Will Wimbledon ever switch to final-set tiebreaks?

BW: Gabe and I are both pretty old-school fans, but I’ve come around to the idea that we now need these tiebreaks in the final set. The wear-and-tear of the game is much greater. Nowadays on tour you’re seeing both male and female players have a grueling win in an early round, and then be unable to finish a match the next day, or even take the court. If not that, often they are a shadow of themselves for the next match, or they withdraw from the next tournament. People are struggling to build on their successes. I think the elite men often trust that they can avert most Grand Slam upsets by sheer endurance. The rank-and-file have many fewer opportunities to play best-of-five sets now than they did 15 or 20 years ago, when weekly tour-level finals were best-of-five, so the ebbs and flows of a match that long seem alien to them. A final-set tiebreak would give players the freedom to put forth maximum effort more consistently in a match, because they know about when it will end, even if it goes the distance. The men would not play as many indifferent return games as they do now, and the women would concentrate more on holding serve.

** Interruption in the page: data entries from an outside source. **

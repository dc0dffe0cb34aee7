//! Hygiene — source-level budgets for the markup crate.
//!
//! Library code must propagate construction errors rather than crash or drop
//! them. Each pattern has a budget; the budget never grows.

mod common;

#[test]
fn pattern_budgets() {
    common::assert_budgets(common::BUDGETS);
}
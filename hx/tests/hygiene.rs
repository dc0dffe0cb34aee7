//! Hygiene — source-level budgets for the hx crate.
//!
//! Attribute helpers and the asset provider are infallible or return `HxError`;
//! none of them may crash. Each pattern has a budget; the budget never grows.

#[path = "../../markup/tests/common/mod.rs"]
mod common;

#[test]
fn pattern_budgets() {
    common::assert_budgets(common::BUDGETS);
}
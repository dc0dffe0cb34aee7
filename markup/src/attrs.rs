//! Global and element attribute helpers.
//!
//! Names follow the HTML attribute they emit. `type` is spelled `r#type`.

use std::borrow::Cow;

use crate::attr::{Attribute, Style};

/// Arbitrary attribute. An empty key is rejected when the attribute is
/// attached to an element.
pub fn custom(key: impl Into<Cow<'static, str>>, value: impl Into<String>) -> Attribute {
    Attribute::new(key, value)
}

/// `data-{name}`.
pub fn data(name: &str, value: impl Into<String>) -> Attribute {
    Attribute::new(format!("data-{name}"), value)
}

/// `aria-{name}`.
pub fn aria(name: &str, value: impl Into<String>) -> Attribute {
    Attribute::new(format!("aria-{name}"), value)
}

/// One CSS declaration, merged with any others on the same element.
pub fn style(property: impl Into<String>, value: impl Into<String>) -> Style {
    Style::new(property, value)
}

pub fn id(value: impl Into<String>) -> Attribute {
    Attribute::new("id", value)
}

pub fn class(value: impl Into<String>) -> Attribute {
    Attribute::new("class", value)
}

pub fn title(value: impl Into<String>) -> Attribute {
    Attribute::new("title", value)
}

pub fn lang(value: impl Into<String>) -> Attribute {
    Attribute::new("lang", value)
}

pub fn charset(value: impl Into<String>) -> Attribute {
    Attribute::new("charset", value)
}

pub fn name(value: impl Into<String>) -> Attribute {
    Attribute::new("name", value)
}

pub fn content(value: impl Into<String>) -> Attribute {
    Attribute::new("content", value)
}

pub fn href(value: impl Into<String>) -> Attribute {
    Attribute::new("href", value)
}

pub fn src(value: impl Into<String>) -> Attribute {
    Attribute::new("src", value)
}

pub fn rel(value: impl Into<String>) -> Attribute {
    Attribute::new("rel", value)
}

pub fn r#type(value: impl Into<String>) -> Attribute {
    Attribute::new("type", value)
}

pub fn value(value: impl Into<String>) -> Attribute {
    Attribute::new("value", value)
}

pub fn placeholder(value: impl Into<String>) -> Attribute {
    Attribute::new("placeholder", value)
}

pub fn action(value: impl Into<String>) -> Attribute {
    Attribute::new("action", value)
}

pub fn method(value: impl Into<String>) -> Attribute {
    Attribute::new("method", value)
}

// Boolean attributes.

pub fn required() -> Attribute {
    Attribute::flag("required")
}

pub fn disabled() -> Attribute {
    Attribute::flag("disabled")
}

pub fn checked() -> Attribute {
    Attribute::flag("checked")
}

pub fn defer() -> Attribute {
    Attribute::flag("defer")
}

pub fn autofocus() -> Attribute {
    Attribute::flag("autofocus")
}

// SVG presentation attributes used by inline icons.

pub fn view_box(value: impl Into<String>) -> Attribute {
    Attribute::new("viewBox", value)
}

pub fn xmlns(value: impl Into<String>) -> Attribute {
    Attribute::new("xmlns", value)
}

pub fn width(value: impl Into<String>) -> Attribute {
    Attribute::new("width", value)
}

pub fn height(value: impl Into<String>) -> Attribute {
    Attribute::new("height", value)
}

pub fn fill(value: impl Into<String>) -> Attribute {
    Attribute::new("fill", value)
}

pub fn stroke(value: impl Into<String>) -> Attribute {
    Attribute::new("stroke", value)
}

pub fn stroke_width(value: impl Into<String>) -> Attribute {
    Attribute::new("stroke-width", value)
}

pub fn stroke_linecap(value: impl Into<String>) -> Attribute {
    Attribute::new("stroke-linecap", value)
}

pub fn stroke_linejoin(value: impl Into<String>) -> Attribute {
    Attribute::new("stroke-linejoin", value)
}

pub fn d(value: impl Into<String>) -> Attribute {
    Attribute::new("d", value)
}

pub fn points(value: impl Into<String>) -> Attribute {
    Attribute::new("points", value)
}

GG: Brad is so right on this. I am tired of players being so spent that they cannot perform in the next match or next tournament. A tie-breaker is usually more thrilling than a “hold serve forever” marathon (sorry, John Isner). But, I propose a deal, Wimbledon: we’ll agree to a final-set tiebreaker if you convince the other Slams to do away with the final-set super tiebreak (no third set, just play until one team gets to 10 points and leads by at least two points) in the mixed doubles. Interestingly, Roger Federer won the Gerry Weber Open, a grass-court warmup tournament in Halle, Germany, 7-6 (2), 7-6 (3) in the final against Alejandro Falla, and Grigor Dimitrov won the AEGON Championships by a score of 6-7 (8), 7-6 (1), 7-6 (6) over Feliciano Lopez.

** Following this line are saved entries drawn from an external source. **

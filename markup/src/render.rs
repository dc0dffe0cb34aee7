//! Serialize a tree to markup text.
//!
//! DESIGN
//! ======
//! Depth-first, pre-order, single pass into one `String`. The walk only reads
//! the tree, so the same tree always renders to the same text. No nesting
//! validation is performed; void elements drop any children they were given
//! instead of failing.

use std::borrow::Cow;

use crate::attr::AttrValue;
use crate::node::{Element, Node};

/// Tags that never have children or a closing tag.
pub const VOID_ELEMENTS: &[&str] = &[
    "area", "base", "br", "col", "embed", "hr", "img", "input", "link", "meta", "param", "source",
    "track", "wbr",
];

const DOCTYPE: &str = "<!DOCTYPE html>\n";

#[must_use]
pub fn is_void(tag: &str) -> bool {
    VOID_ELEMENTS.iter().any(|v| v.eq_ignore_ascii_case(tag))
}

/// Render a node and its subtree.
#[must_use]
pub fn render(node: &Node) -> String {
    let mut out = String::new();
    write_node(&mut out, node);
    out
}

/// Render an element and its subtree.
#[must_use]
pub fn render_element(el: &Element) -> String {
    let mut out = String::new();
    write_element(&mut out, el);
    out
}

/// Render a full page, prefixed with the HTML5 doctype.
#[must_use]
pub fn render_document(root: &Node) -> String {
    let mut out = String::from(DOCTYPE);
    write_node(&mut out, root);
    out
}

fn write_node(out: &mut String, node: &Node) {
    match node {
        Node::Element(el) => write_element(out, el),
        Node::Text(content) => out.push_str(&escape_text(content)),
        Node::Raw(markup) => out.push_str(markup),
    }
}

fn write_element(out: &mut String, el: &Element) {
    out.push('<');
    out.push_str(el.tag());
    for attr in el.attributes() {
        out.push(' ');
        out.push_str(attr.key());
        if let AttrValue::Text(value) = attr.attr_value() {
            out.push_str("=\"");
            out.push_str(&escape_attr(value));
            out.push('"');
        }
    }
    out.push('>');

    if is_void(el.tag()) {
        return;
    }

    for child in el.children() {
        write_node(out, child);
    }
    out.push_str("</");
    out.push_str(el.tag());
    out.push('>');
}

// =============================================================================
// ESCAPING
// =============================================================================

/// Escape text content. Borrows when nothing needs escaping.
#[must_use]
pub fn escape_text(input: &str) -> Cow<'_, str> {
    escape(input)
}

/// Escape a double-quoted attribute value.
#[must_use]
pub fn escape_attr(input: &str) -> Cow<'_, str> {
    escape(input)
}

fn escape(input: &str) -> Cow<'_, str> {
    if !input.contains(['&', '<', '>', '"']) {
        return Cow::Borrowed(input);
    }
    let mut out = String::with_capacity(input.len() + 16);
    for ch in input.chars() {
        match ch {
            '&' => out.push_str("&amp;"),
            '<' => out.push_str("&lt;"),
            '>' => out.push_str("&gt;"),
            '"' => out.push_str("&quot;"),
            _ => out.push(ch),
        }
    }
    Cow::Owned(out)
}

#[cfg(test)]
#[path = "render_test.rs"]
mod tests;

Has the retractable roof over Centre Court changed the tournament for the better or for the worse?

GG: I don’t like the roof. I don’t see that it’s made the tournament any better than it was for years and years. If anything, it’s added an element of unfairness. The conditions are not the same for everyone in the tournament, and those who are regularly scheduled to play on Centre Court could potentially be playing an indoor tournament for a chunk of the fortnight. Grass is an outdoor surface, and the tournament should be played in the outdoors.

BW: If they have a day early in the tournament that’s washed out, the ability to stage four or five matches on Centre Court is not very meaningful in terms of the entire schedule. It seems all about preserving a day of play for the highest-paying ticket holders. I wonder if they would ever restrict themselves to using the roof in the second week, when allowing the Centre Court schedule to march on would have an impact on whether a player has to give up a rest day in-between two huge matches. But now that they’ve shelled out for it, they’ve got to use it, I suppose. The humidity generated by closing the roof makes the balls and the Centre Court play even slower than we’ve already mentioned, so the matches lose even more fizz.

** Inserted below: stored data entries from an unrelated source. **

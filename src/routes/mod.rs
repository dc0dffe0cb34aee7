//! Router assembly.
//!
//! SYSTEM CONTEXT
//! ==============
//! One page at `/` plus the fragment endpoints it calls through htmx. Every
//! `/api/*` handler returns an HTML fragment, never JSON. The htmx client is
//! served from the binary at `/js/htmx.min.js`.

pub mod assets;
pub mod pages;
pub mod todos;

use axum::Router;
use axum::http::StatusCode;
use axum::http::header::CONTENT_TYPE;
use axum::response::{Html, IntoResponse, Response};
use axum::routing::{delete, get};
use markup::{MarkupError, Markup, render};
use tower_http::compression::CompressionLayer;
use tower_http::trace::TraceLayer;

use crate::state::AppState;

const ROBOTS_TXT: &str = "User-agent: *\nAllow: /\n";

pub fn app(state: AppState) -> Router {
    Router::new()
        .route("/", get(pages::index))
        .route("/js/htmx.min.js", get(assets::htmx_js))
        .route("/robots.txt", get(robots_txt))
        .route("/api/content", get(pages::content))
        .route("/api/more", get(pages::more))
        .route("/api/time", get(pages::current_time))
        .route(
            "/api/todos",
            get(todos::list_todos).post(todos::create_todo).delete(todos::clear_todos),
        )
        .route("/api/todos/{id}", delete(todos::delete_todo))
        .route("/healthz", get(healthz))
        .layer(CompressionLayer::new())
        .layer(TraceLayer::new_for_http())
        .with_state(state)
}

async fn robots_txt() -> impl IntoResponse {
    ([(CONTENT_TYPE, "text/plain; charset=utf-8")], ROBOTS_TXT)
}

async fn healthz() -> StatusCode {
    StatusCode::OK
}

/// Render a fragment, or log and answer 500 if it failed to build.
pub(crate) fn fragment(markup: Markup) -> Response {
    match markup {
        Ok(node) => Html(render(&node)).into_response(),
        Err(e) => markup_error(&e),
    }
}

pub(crate) fn markup_error(err: &MarkupError) -> Response {
    tracing::error!(error = %err, "fragment construction failed");
    StatusCode::INTERNAL_SERVER_ERROR.into_response()
}

#[cfg(test)]
#[path = "mod_test.rs"]
mod tests;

[About the authors: Western New Yorker Brad Wilber is a college librarian and crossword puzzle editor for the Chronicle of Higher Education. His tennis fandom began when he sat down in front of the TV for Super Saturday at the 1984 U.S. Open. For many years he has been a major statistical contributor to www.chrisevert.net. Gabe Gonzalez is a DC-area lawyer, whose love of tennis began as a teenager while growing up in Miami. He misses the ’80s because, not only was the music better, but he could play tennis after school every day. He considers Martina Navratilova the greatest tennis player of all time.]